* Excerpted records *
..............................
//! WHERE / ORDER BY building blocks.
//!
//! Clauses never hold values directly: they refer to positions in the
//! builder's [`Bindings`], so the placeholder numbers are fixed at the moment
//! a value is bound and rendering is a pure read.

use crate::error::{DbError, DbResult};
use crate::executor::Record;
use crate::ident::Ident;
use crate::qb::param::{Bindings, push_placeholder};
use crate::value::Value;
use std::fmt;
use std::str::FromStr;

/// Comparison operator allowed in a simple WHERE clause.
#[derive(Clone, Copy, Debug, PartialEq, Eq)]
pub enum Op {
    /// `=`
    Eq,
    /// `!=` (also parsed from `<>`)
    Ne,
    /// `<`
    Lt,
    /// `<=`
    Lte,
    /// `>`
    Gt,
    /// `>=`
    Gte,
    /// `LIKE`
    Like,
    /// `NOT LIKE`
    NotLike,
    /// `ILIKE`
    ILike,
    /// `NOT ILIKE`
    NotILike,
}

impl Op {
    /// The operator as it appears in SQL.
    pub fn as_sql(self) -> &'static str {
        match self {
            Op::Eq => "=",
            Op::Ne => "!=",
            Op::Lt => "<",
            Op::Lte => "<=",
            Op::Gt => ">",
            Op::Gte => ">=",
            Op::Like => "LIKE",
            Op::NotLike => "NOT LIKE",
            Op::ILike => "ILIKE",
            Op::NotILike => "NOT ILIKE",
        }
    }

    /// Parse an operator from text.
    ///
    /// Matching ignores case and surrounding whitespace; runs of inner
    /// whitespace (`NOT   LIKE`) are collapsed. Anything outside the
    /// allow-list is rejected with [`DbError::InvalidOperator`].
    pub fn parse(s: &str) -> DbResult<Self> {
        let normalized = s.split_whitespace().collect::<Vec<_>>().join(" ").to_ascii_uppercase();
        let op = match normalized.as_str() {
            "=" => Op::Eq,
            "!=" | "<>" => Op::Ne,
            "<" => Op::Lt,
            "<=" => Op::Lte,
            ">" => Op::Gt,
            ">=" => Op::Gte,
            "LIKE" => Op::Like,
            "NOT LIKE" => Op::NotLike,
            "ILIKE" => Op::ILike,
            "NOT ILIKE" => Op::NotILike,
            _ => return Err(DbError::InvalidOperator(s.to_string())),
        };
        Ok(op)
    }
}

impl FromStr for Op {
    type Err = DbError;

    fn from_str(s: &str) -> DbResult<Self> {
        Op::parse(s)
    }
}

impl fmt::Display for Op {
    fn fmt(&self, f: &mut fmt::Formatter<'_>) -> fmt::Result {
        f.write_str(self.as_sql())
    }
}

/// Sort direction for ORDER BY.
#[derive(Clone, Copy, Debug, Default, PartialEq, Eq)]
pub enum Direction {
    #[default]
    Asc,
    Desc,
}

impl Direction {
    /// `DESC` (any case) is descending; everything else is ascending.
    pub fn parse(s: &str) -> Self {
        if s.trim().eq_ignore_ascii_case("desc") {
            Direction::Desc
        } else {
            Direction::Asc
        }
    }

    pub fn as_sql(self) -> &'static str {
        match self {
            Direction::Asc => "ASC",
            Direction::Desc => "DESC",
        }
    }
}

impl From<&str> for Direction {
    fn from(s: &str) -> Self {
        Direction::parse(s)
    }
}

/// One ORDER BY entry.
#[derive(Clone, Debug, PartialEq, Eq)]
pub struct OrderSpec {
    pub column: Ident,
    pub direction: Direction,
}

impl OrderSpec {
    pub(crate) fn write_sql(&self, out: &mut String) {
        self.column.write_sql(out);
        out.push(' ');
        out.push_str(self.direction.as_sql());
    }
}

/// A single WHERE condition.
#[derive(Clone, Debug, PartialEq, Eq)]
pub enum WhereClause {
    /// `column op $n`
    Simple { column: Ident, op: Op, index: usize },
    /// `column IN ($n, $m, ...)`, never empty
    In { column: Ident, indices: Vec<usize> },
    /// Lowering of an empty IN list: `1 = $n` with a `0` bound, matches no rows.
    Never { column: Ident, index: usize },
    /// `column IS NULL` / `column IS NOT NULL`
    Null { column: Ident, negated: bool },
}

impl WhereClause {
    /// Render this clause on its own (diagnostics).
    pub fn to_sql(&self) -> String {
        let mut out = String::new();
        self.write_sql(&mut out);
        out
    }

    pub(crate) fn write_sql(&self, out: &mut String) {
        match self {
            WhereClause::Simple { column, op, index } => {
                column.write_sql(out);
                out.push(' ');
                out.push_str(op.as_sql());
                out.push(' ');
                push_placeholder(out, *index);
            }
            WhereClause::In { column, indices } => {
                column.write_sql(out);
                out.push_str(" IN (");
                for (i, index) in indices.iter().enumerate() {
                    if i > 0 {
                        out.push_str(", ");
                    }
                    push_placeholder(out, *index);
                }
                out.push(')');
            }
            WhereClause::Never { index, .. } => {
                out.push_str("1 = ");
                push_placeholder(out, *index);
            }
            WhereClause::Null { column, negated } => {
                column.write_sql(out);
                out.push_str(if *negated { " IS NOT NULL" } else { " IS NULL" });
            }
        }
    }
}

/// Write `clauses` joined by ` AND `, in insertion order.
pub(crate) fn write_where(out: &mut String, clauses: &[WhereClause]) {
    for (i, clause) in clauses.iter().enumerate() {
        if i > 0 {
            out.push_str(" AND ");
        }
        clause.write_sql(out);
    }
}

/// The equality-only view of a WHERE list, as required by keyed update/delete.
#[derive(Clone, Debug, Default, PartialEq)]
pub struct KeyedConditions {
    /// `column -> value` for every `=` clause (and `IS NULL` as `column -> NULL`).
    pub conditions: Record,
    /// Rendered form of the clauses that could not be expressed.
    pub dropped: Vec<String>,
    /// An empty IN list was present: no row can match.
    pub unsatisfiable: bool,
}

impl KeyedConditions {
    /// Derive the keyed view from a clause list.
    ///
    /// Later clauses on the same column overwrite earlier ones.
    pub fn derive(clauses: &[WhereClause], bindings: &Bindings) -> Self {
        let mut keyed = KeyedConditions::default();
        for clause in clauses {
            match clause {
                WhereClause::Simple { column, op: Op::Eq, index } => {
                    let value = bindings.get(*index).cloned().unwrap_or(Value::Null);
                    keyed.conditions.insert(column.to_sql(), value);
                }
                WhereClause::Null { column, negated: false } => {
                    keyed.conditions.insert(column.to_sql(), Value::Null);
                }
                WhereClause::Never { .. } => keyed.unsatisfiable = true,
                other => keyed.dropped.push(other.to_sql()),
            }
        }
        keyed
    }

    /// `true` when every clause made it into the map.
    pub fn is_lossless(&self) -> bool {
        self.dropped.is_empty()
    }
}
..............................
* Try it *
Gather up the lines containing the word "crate" from these records and copy them.

* Answer for this exercise *
use crate::error::{DbError, DbResult};
use crate::executor::Record;
use crate::ident::Ident;
use crate::qb::param::{Bindings, push_placeholder};
use crate::value::Value;
    pub(crate) fn write_sql(&self, out: &mut String) {
    pub(crate) fn write_sql(&self, out: &mut String) {
pub(crate) fn write_where(out: &mut String, clauses: &[WhereClause]) {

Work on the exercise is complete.